#### TRY IT
In the entries that follow, find the line containing "use cat_tracker::detection::ScriptedDetector;", then output exactly every line from the first through that one.

(Collected data entries)
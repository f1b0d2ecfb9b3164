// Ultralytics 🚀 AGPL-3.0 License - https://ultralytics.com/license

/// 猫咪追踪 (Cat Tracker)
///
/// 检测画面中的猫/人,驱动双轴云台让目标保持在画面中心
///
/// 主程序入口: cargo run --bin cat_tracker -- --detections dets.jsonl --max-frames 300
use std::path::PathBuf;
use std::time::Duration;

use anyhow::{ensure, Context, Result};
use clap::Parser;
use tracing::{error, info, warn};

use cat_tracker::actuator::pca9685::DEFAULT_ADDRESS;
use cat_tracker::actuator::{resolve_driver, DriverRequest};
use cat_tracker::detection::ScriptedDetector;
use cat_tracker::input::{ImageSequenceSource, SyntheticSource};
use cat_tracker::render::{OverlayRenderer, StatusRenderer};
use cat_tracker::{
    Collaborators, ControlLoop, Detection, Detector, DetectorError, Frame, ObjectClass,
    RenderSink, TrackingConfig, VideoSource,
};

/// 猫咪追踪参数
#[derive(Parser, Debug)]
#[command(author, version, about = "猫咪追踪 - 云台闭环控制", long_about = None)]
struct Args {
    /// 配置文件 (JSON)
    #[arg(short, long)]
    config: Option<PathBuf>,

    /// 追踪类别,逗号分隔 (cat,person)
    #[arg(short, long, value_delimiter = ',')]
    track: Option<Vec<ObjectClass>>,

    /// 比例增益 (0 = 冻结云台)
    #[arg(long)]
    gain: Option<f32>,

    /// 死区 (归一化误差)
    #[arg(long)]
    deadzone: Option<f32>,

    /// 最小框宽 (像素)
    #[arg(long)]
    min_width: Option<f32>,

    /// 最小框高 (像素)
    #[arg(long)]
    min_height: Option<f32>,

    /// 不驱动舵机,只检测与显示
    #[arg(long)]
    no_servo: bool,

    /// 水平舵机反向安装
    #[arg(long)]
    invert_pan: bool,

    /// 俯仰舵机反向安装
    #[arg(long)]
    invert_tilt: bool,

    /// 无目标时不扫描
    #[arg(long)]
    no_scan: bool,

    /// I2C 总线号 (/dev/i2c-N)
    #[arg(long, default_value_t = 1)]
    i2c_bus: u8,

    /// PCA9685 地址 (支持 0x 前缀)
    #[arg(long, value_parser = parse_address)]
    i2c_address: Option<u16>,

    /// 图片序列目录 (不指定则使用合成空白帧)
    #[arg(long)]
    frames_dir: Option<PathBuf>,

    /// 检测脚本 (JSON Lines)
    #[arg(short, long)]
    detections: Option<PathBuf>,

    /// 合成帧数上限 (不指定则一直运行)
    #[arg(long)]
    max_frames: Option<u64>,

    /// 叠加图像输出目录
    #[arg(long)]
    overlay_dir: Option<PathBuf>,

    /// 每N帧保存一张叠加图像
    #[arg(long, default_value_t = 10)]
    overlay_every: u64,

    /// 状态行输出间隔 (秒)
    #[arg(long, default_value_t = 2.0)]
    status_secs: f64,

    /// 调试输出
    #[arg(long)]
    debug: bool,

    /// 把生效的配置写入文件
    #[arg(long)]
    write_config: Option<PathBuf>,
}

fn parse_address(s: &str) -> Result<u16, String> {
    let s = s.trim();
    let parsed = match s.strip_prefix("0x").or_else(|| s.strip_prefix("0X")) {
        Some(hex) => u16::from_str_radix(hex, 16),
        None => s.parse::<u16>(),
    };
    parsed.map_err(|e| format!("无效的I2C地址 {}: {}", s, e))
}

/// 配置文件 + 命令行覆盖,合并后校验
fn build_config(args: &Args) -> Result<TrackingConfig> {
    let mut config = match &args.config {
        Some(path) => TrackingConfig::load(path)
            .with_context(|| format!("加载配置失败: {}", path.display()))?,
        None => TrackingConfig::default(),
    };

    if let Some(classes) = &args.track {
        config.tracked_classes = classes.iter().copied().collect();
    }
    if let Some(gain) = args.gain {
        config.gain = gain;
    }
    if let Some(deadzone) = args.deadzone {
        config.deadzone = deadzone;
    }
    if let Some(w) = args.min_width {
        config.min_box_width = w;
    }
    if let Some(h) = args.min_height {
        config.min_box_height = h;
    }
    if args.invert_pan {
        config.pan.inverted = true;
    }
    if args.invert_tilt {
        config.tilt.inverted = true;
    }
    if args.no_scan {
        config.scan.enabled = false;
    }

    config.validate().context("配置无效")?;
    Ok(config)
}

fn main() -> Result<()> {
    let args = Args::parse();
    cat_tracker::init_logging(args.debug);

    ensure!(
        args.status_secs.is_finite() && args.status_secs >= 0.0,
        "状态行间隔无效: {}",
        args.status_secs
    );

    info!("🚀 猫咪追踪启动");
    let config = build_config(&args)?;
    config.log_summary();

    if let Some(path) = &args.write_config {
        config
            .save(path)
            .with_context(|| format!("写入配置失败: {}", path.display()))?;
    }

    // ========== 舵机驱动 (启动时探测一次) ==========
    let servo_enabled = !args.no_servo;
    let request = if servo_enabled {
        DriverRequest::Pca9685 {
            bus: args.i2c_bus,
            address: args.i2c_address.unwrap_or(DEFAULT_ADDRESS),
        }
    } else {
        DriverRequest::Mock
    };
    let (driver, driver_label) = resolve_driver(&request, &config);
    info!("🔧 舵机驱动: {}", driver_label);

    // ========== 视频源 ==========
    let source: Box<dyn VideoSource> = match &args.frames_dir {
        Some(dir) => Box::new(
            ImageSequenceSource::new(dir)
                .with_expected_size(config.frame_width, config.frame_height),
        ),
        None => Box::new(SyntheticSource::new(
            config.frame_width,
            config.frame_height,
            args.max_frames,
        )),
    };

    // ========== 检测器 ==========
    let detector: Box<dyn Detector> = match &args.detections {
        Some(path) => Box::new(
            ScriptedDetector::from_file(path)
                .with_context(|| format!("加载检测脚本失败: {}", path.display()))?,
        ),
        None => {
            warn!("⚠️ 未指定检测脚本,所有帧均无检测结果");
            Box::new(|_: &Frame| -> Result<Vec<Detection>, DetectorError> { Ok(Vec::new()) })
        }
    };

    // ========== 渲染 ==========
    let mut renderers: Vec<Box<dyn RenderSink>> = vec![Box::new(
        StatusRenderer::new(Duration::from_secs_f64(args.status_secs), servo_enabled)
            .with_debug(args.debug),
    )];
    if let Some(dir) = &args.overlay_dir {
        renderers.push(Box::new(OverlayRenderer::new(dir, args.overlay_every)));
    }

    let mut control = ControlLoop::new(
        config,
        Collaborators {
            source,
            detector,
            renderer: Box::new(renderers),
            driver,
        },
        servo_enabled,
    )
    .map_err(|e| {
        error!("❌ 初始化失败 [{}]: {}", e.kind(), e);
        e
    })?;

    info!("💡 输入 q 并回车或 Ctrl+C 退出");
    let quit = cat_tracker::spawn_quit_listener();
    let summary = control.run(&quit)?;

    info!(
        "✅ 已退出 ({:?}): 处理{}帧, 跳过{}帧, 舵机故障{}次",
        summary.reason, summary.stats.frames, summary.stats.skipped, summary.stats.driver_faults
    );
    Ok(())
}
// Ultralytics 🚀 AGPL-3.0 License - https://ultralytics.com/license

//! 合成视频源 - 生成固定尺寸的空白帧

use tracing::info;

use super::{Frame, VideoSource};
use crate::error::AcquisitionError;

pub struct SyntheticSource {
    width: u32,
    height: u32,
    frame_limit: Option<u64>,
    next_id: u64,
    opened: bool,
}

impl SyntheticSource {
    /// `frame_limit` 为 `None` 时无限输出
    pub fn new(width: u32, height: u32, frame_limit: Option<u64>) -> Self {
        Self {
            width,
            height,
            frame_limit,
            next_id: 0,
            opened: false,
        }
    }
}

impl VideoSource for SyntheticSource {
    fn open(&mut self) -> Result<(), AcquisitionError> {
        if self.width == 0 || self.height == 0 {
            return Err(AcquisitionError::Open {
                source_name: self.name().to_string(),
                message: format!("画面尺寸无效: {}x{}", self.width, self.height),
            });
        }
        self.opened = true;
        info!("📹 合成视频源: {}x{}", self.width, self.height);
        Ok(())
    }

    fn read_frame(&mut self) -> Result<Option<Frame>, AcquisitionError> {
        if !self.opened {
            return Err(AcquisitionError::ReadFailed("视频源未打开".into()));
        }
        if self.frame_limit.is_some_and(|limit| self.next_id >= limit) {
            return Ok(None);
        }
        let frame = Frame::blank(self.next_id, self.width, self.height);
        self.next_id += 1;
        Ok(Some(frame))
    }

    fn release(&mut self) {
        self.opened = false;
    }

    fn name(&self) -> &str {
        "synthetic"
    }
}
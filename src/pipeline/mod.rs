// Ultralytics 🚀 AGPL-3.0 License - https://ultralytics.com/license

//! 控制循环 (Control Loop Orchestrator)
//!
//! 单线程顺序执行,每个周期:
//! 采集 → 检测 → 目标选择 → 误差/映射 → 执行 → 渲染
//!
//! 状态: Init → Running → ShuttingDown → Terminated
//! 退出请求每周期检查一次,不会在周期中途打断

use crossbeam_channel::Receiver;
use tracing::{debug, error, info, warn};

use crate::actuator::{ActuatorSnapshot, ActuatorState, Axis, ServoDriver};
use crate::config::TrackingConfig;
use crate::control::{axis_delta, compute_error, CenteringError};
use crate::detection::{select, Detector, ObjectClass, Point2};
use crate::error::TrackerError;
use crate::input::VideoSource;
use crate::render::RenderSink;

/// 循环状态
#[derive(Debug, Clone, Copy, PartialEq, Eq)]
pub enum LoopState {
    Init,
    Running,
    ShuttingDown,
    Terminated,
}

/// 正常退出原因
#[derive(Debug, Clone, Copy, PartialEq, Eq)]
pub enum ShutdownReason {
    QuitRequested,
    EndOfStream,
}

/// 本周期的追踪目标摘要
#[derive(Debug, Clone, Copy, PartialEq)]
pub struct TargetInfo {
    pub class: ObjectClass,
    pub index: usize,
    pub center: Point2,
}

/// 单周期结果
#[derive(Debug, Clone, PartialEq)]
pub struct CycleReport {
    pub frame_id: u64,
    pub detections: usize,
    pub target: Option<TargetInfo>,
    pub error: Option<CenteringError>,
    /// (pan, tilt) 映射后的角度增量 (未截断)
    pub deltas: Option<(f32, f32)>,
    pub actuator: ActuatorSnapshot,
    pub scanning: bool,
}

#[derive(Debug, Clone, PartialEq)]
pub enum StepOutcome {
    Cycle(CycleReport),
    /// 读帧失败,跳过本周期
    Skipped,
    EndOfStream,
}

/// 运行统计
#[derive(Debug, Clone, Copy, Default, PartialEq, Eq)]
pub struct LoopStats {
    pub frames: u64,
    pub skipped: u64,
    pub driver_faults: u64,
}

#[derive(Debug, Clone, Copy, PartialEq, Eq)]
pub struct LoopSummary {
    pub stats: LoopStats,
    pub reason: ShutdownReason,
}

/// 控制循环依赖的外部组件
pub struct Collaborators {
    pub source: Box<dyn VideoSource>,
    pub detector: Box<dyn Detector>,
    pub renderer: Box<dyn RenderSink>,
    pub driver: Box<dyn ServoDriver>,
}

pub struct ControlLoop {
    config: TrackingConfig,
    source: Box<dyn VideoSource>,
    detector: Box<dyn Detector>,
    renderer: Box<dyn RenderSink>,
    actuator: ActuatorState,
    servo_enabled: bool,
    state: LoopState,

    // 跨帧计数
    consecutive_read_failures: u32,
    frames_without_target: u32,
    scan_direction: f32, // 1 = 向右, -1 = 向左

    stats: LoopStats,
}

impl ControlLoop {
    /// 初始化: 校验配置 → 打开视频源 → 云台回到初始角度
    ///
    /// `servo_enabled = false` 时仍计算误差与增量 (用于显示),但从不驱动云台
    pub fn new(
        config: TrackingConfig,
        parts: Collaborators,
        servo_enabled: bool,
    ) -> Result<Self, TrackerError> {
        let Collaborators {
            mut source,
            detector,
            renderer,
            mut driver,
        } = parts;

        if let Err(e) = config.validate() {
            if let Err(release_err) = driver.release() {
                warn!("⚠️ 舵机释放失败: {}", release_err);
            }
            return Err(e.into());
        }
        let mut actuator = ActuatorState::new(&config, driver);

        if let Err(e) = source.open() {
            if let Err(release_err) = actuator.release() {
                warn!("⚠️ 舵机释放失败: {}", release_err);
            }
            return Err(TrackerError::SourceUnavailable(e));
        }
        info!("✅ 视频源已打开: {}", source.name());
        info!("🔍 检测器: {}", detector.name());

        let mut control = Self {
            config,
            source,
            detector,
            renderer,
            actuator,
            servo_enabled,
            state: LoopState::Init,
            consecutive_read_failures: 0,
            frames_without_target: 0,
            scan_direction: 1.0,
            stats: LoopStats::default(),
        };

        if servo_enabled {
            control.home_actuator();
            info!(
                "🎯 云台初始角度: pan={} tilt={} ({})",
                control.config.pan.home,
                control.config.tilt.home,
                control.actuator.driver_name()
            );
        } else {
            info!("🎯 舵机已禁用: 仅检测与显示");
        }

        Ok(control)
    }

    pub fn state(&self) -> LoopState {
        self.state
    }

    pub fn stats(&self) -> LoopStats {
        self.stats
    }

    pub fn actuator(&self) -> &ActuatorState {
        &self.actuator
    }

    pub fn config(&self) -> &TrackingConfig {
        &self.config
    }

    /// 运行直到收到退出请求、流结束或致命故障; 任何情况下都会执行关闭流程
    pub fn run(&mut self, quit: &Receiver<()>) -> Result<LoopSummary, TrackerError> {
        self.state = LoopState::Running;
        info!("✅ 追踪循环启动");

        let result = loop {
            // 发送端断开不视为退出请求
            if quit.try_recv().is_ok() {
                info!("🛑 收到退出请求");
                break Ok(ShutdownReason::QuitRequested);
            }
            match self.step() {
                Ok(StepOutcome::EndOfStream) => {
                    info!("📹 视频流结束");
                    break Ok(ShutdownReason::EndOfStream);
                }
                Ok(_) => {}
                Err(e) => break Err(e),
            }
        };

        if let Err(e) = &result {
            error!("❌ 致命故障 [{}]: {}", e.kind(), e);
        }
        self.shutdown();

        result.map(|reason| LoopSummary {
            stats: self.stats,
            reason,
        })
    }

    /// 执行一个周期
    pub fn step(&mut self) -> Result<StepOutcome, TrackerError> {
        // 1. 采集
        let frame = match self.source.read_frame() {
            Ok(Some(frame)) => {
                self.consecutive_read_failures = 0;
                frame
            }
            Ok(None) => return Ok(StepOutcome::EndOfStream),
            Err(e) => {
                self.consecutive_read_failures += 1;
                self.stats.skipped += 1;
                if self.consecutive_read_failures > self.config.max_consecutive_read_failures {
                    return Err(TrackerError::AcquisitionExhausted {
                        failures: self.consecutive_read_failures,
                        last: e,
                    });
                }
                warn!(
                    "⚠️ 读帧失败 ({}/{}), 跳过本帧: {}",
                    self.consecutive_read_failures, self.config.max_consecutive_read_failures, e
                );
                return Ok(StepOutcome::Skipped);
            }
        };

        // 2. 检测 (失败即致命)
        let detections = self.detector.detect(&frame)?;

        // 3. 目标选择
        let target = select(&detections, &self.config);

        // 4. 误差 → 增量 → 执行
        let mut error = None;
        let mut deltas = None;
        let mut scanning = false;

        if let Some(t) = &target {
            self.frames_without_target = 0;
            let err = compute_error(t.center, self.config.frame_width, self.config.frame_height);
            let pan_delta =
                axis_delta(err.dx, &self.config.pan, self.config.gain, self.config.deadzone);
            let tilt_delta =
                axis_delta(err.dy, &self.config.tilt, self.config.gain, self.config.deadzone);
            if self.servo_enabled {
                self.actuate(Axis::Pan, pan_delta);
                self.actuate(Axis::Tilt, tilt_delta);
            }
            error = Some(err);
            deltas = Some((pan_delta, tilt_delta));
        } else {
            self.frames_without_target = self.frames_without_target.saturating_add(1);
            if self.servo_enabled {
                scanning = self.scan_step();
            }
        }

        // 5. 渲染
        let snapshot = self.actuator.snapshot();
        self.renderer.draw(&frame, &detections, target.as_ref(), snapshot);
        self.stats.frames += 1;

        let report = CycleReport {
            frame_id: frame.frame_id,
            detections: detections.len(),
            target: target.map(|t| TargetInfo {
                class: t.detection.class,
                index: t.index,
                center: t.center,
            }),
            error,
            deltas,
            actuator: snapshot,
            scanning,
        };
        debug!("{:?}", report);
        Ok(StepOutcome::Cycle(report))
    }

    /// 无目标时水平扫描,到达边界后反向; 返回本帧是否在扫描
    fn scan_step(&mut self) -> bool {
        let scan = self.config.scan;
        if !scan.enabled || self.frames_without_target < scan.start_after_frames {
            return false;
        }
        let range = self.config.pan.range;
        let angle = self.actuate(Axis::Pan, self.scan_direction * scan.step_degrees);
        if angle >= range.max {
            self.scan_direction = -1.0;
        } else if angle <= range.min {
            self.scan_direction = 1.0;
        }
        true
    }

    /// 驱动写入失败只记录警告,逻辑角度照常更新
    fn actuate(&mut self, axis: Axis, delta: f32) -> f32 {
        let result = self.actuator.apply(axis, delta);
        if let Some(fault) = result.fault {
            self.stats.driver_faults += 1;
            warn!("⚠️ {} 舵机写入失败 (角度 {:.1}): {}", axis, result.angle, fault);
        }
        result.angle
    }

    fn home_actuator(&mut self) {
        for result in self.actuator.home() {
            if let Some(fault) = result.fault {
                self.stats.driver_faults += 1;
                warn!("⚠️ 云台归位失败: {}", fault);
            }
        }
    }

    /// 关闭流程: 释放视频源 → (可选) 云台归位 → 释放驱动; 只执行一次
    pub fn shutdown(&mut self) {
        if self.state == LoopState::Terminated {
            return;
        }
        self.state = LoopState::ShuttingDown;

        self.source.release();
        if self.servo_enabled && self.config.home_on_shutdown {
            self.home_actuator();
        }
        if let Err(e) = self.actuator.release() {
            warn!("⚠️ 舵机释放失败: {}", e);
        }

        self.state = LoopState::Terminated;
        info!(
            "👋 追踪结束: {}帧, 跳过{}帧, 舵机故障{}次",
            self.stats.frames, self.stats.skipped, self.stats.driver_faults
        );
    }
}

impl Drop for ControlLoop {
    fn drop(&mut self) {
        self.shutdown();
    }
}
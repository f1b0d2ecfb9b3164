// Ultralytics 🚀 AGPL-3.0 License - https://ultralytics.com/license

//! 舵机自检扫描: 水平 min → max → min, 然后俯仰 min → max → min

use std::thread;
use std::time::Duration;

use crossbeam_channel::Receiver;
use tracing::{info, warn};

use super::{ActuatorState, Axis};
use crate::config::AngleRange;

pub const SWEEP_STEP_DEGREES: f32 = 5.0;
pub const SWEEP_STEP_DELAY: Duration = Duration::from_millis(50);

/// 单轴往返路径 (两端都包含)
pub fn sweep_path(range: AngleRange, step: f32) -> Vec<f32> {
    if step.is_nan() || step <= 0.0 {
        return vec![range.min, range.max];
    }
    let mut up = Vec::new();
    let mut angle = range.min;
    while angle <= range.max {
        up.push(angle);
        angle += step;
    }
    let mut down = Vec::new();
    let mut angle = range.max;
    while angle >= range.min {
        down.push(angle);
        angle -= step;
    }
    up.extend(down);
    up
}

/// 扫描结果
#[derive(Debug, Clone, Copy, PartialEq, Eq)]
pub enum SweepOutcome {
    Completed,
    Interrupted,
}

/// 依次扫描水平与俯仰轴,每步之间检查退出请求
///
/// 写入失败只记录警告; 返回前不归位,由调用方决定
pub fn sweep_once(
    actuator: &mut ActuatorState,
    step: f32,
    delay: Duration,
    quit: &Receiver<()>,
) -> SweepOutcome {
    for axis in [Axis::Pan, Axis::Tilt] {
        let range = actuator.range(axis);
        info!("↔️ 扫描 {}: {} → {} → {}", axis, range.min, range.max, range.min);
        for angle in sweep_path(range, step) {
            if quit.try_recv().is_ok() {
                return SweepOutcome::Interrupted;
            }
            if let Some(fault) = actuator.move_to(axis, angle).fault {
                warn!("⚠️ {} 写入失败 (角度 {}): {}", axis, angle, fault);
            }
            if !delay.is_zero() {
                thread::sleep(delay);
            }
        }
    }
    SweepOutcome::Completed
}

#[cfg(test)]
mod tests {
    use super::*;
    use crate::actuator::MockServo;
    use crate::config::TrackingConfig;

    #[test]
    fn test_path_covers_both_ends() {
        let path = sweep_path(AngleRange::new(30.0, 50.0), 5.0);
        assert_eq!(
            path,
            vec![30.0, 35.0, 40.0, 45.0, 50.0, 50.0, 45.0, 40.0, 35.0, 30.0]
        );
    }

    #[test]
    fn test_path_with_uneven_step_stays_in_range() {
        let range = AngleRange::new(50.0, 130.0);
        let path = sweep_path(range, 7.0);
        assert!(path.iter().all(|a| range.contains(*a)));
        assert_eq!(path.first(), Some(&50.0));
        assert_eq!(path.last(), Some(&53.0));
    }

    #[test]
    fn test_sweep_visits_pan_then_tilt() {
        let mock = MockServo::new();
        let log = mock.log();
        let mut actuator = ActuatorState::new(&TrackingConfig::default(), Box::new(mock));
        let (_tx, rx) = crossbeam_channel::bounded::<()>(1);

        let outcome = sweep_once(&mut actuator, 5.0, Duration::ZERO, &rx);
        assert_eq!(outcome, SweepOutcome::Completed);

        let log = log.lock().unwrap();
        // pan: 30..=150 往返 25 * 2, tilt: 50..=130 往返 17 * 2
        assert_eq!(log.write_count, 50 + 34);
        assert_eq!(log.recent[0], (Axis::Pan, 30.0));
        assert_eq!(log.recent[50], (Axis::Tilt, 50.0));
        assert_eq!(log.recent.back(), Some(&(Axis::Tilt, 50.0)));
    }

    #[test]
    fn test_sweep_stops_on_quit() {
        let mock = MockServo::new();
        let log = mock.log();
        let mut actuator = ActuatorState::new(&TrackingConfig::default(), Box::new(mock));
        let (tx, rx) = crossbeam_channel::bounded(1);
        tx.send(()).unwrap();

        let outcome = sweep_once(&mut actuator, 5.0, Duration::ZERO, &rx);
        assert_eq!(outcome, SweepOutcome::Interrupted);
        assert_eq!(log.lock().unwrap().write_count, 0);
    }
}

#### RESULT
repository f1b0d2ecfb9b3164
// Ultralytics 🚀 AGPL-3.0 License - https://ultralytics.com/license

/// 猫咪追踪 (Cat Tracker)
///
/// 检测画面中的猫/人,驱动双轴云台让目标保持在画面中心
///
/// 主程序入口: cargo run --bin cat_tracker -- --detections dets.jsonl --max-frames 300
use std::path::PathBuf;
use std::time::Duration;

use anyhow::{ensure, Context, Result};
use clap::Parser;
use tracing::{error, info, warn};

use cat_tracker::actuator::pca9685::DEFAULT_ADDRESS;
use cat_tracker::actuator::{resolve_driver, DriverRequest};
use cat_tracker::detection::ScriptedDetector;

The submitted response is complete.